§ **What this task involves**
Determine how many lines in this listing contain the word "working" and report that number by itself.

§ **Material provided**
########
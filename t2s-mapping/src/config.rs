//! `table2struct.toml` configuration file.
//!
//! Every field is optional; missing values fall back to the defaults of the
//! command line tool, and command line flags override file values.

use std::{
    fmt,
    path::{Path, PathBuf},
    str::FromStr,
};

use serde::Deserialize;

use crate::{Error, Result, error::SourceContext};

/// Default config file name looked up in the working directory.
pub const CONFIG_FILE: &str = "table2struct.toml";

/// Root of the configuration file.
#[derive(Debug, Clone, Default, Deserialize)]
#[serde(default, deny_unknown_fields)]
pub struct Config {
    pub database: DatabaseConfig,
    pub generate: GenerateConfig,
}

/// Connection settings.
#[derive(Debug, Clone, Deserialize)]
#[serde(default, deny_unknown_fields)]
pub struct DatabaseConfig {
    /// Full `mysql://` URL. Takes precedence over the individual parts.
    pub url: Option<String>,
    pub host: String,
    pub port: u16,
    pub user: String,
    pub password: String,
    /// Schema to introspect.
    pub name: Option<String>,
}

impl Default for DatabaseConfig {
    fn default() -> Self {
        Self {
            url: None,
            host: "127.0.0.1".to_string(),
            port: 3306,
            user: "root".to_string(),
            password: "root".to_string(),
            name: None,
        }
    }
}

/// Code generation settings.
#[derive(Debug, Clone, Deserialize)]
#[serde(default, deny_unknown_fields)]
pub struct GenerateConfig {
    /// Go package clause of the generated files.
    pub package: String,
    /// Output directory, defaults to the working directory.
    pub output: Option<PathBuf>,
    /// Tags emitted on every field.
    pub tags: Vec<Tag>,
    /// Widen every integer type to `int64`.
    pub int64: bool,
    /// Map unsigned columns to unsigned Go types.
    pub unsigned: bool,
    /// Nullable wrapper family for nullable columns.
    pub nullable: NullableMode,
    /// Fail on SQL types without a mapping instead of leaving them empty.
    pub strict: bool,
    /// Prefix removed from table names before naming structs and files.
    pub strip_prefix: Option<String>,
    /// Line-oriented mapping file loaded before `mappings`.
    pub mapping_file: Option<PathBuf>,
    /// Inline mapping specs.
    pub mappings: Vec<String>,
    /// Tables to generate; empty means every table in the schema.
    pub tables: Vec<String>,
    /// Run generated files through `gofmt`.
    pub gofmt: bool,
}

impl Default for GenerateConfig {
    fn default() -> Self {
        Self {
            package: "models".to_string(),
            output: None,
            tags: vec![Tag::Json],
            int64: false,
            unsigned: true,
            nullable: NullableMode::None,
            strict: true,
            strip_prefix: None,
            mapping_file: None,
            mappings: Vec::new(),
            tables: Vec::new(),
            gofmt: true,
        }
    }
}

impl FromStr for Config {
    type Err = Box<Error>;

    fn from_str(s: &str) -> Result<Self> {
        Config::from_str_with_filename(s, CONFIG_FILE)
    }
}

impl Config {
    /// Read and parse a config file.
    pub fn from_file(path: impl AsRef<Path>) -> Result<Self> {
        let path = path.as_ref();
        let content = std::fs::read_to_string(path).map_err(|e| {
            Box::new(Error::Io {
                path: path.to_path_buf(),
                source: e,
            })
        })?;
        Config::from_str_with_filename(&content, &path.display().to_string())
    }

    /// Parse config content with a custom filename for error reporting.
    pub fn from_str_with_filename(content: &str, filename: &str) -> Result<Self> {
        let ctx = SourceContext::new(content, filename);
        toml::from_str(content).map_err(|e| ctx.parse_error(e))
    }
}

/// Struct tag families.
#[derive(Debug, Clone, Copy, PartialEq, Eq, Hash, Deserialize)]
#[serde(rename_all = "lowercase")]
pub enum Tag {
    /// `json:"column"`
    Json,
    /// sqlx `db:"column"`
    Db,
    /// `gorm:"column:..."`
    Gorm,
    /// `xorm:"'column'"`
    Xorm,
}

impl Tag {
    pub fn as_str(&self) -> &'static str {
        match self {
            Tag::Json => "json",
            Tag::Db => "db",
            Tag::Gorm => "gorm",
            Tag::Xorm => "xorm",
        }
    }
}

impl fmt::Display for Tag {
    fn fmt(&self, f: &mut fmt::Formatter<'_>) -> fmt::Result {
        write!(f, "{}", self.as_str())
    }
}

impl FromStr for Tag {
    type Err = String;

    fn from_str(s: &str) -> std::result::Result<Self, Self::Err> {
        match s.to_lowercase().as_str() {
            "json" => Ok(Tag::Json),
            "db" | "sqlx" => Ok(Tag::Db),
            "gorm" => Ok(Tag::Gorm),
            "xorm" => Ok(Tag::Xorm),
            _ => Err(format!(
                "unknown tag '{}', expected one of: json, db, gorm, xorm",
                s
            )),
        }
    }
}

/// How nullable columns are typed.
#[derive(Debug, Clone, Copy, PartialEq, Eq, Default, Deserialize)]
#[serde(rename_all = "lowercase")]
pub enum NullableMode {
    /// Bare scalar types.
    #[default]
    None,
    /// `database/sql` wrappers (`sql.NullString`, ...).
    Std,
    /// `gopkg.in/guregu/null.v4` wrappers (`null.String`, ...).
    Ext,
}

impl NullableMode {
    pub fn as_str(&self) -> &'static str {
        match self {
            NullableMode::None => "none",
            NullableMode::Std => "std",
            NullableMode::Ext => "ext",
        }
    }
}

impl fmt::Display for NullableMode {
    fn fmt(&self, f: &mut fmt::Formatter<'_>) -> fmt::Result {
        write!(f, "{}", self.as_str())
    }
}

impl FromStr for NullableMode {
    type Err = String;

    fn from_str(s: &str) -> std::result::Result<Self, Self::Err> {
        match s.to_lowercase().as_str() {
            "none" | "off" => Ok(NullableMode::None),
            "std" | "sql" => Ok(NullableMode::Std),
            "ext" | "null" => Ok(NullableMode::Ext),
            _ => Err(format!(
                "unknown nullable mode '{}', expected 'none', 'std' or 'ext'",
                s
            )),
        }
    }
}

#[cfg(test)]
mod tests {
    use super::*;

    #[test]
    fn test_defaults_match_cli() {
        let config = Config::from_str("").unwrap();

        assert_eq!(config.database.host, "127.0.0.1");
        assert_eq!(config.database.port, 3306);
        assert_eq!(config.database.user, "root");
        assert_eq!(config.database.name, None);
        assert_eq!(config.generate.package, "models");
        assert_eq!(config.generate.tags, vec![Tag::Json]);
        assert!(config.generate.unsigned);
        assert!(config.generate.strict);
        assert!(config.generate.gofmt);
        assert_eq!(config.generate.nullable, NullableMode::None);
    }

    #[test]
    fn test_full_config() {
        let config = Config::from_str(
            r#"
            [database]
            host = "db.internal"
            port = 3307
            name = "shop"

            [generate]
            package = "entity"
            tags = ["json", "gorm"]
            int64 = true
            nullable = "ext"
            strip_prefix = "t_"
            mappings = ["orders.qty:Quantity"]
            tables = ["t_orders"]
            "#,
        )
        .unwrap();

        assert_eq!(config.database.host, "db.internal");
        assert_eq!(config.database.port, 3307);
        assert_eq!(config.database.user, "root");
        assert_eq!(config.database.name.as_deref(), Some("shop"));
        assert_eq!(config.generate.package, "entity");
        assert_eq!(config.generate.tags, vec![Tag::Json, Tag::Gorm]);
        assert!(config.generate.int64);
        assert_eq!(config.generate.nullable, NullableMode::Ext);
        assert_eq!(config.generate.strip_prefix.as_deref(), Some("t_"));
        assert_eq!(config.generate.mappings, vec!["orders.qty:Quantity"]);
        assert_eq!(config.generate.tables, vec!["t_orders"]);
    }

    #[test]
    fn test_unknown_key_is_parse_error() {
        let err = Config::from_str("[generate]\npackages = \"x\"\n").unwrap_err();
        assert!(matches!(*err, Error::Parse { .. }));
    }

    #[test]
    fn test_bad_nullable_mode() {
        let err = Config::from_str("[generate]\nnullable = \"maybe\"\n").unwrap_err();
        assert!(matches!(*err, Error::Parse { .. }));
    }

    #[test]
    fn test_tag_from_str() {
        assert_eq!(Tag::from_str("JSON").unwrap(), Tag::Json);
        assert_eq!(Tag::from_str("sqlx").unwrap(), Tag::Db);
        assert!(Tag::from_str("yaml").is_err());
    }

    #[test]
    fn test_nullable_mode_from_str() {
        assert_eq!(NullableMode::from_str("std").unwrap(), NullableMode::Std);
        assert_eq!(NullableMode::from_str("null").unwrap(), NullableMode::Ext);
        assert_eq!(NullableMode::from_str("off").unwrap(), NullableMode::None);
        assert!(NullableMode::from_str("maybe").is_err());
        assert_eq!(NullableMode::Ext.to_string(), "ext");
    }
}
########
§ **Response box**
2